Underage female drinkers are now as likely to die in an alcohol-related car crash as their male counterparts, a new study suggests. In 1996, underage males had a higher risk of a fatal car crash than underage females. By 2007, the gender gap had closed, according to HealthDay.
The total number of young men who are involved in deadly alcohol-related crashes is still greater, because males drink more, the study notes. At any given blood alcohol level, however, young women have the same risk of a fatal car crash as males.
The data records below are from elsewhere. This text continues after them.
// Copyright (c) 2025 Nikolay Denev <ndenev@gmail.com>
// SPDX-License-Identifier: BSD-3-Clause

//! Collaborators the backup processor reads from and writes to

use async_trait::async_trait;

use super::error::FetchError;
use super::identifier::ResourceIdentifier;
use super::item::Item;
use super::request::BackupRequest;

/// Where items come from (normally the cluster's API server)
#[async_trait]
pub trait ItemSource: Send + Sync {
    /// Identifiers of the items selected by the request's filters
    async fn list_roots(&self, request: &BackupRequest) -> anyhow::Result<Vec<ResourceIdentifier>>;

    /// Current state of one item
    async fn fetch(&self, id: &ResourceIdentifier) -> Result<Item, FetchError>;
}

/// Where finished items go
///
/// Called once per archived item, in emission order. Any error is fatal for the run.
#[async_trait]
pub trait ArchiveWriter: Send {
    async fn write(&mut self, id: &ResourceIdentifier, item: &Item) -> anyhow::Result<()>;
}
While the reasons for the increase are not clear, young female drinkers may be taking greater risks while driving, said lead researcher Robert B. Voas, PhD, of the Pacific Institute for Research and Evaluation in Calverton, Maryland. “Young women who drink and drive may be behaving more like young men who drink and drive,” he said in a news release.
The study found drivers ages 16 to 20 with a blood alcohol level of .02 percent to .049 percent were almost three times as likely to be involved in a fatal crash, compared with sober drivers of the same age. Their risk of dying in a single-vehicle crash was almost four times as high as that of sober drivers.
Sober male drivers in the study were twice as likely to be involved in a fatal car crash in 2007 compared with 1996. While the reason is not clear, the researchers speculate that distracted driving, including texting, may be the cause.
They reported their findings in the Journal of Studies on Alcohol and Drugs.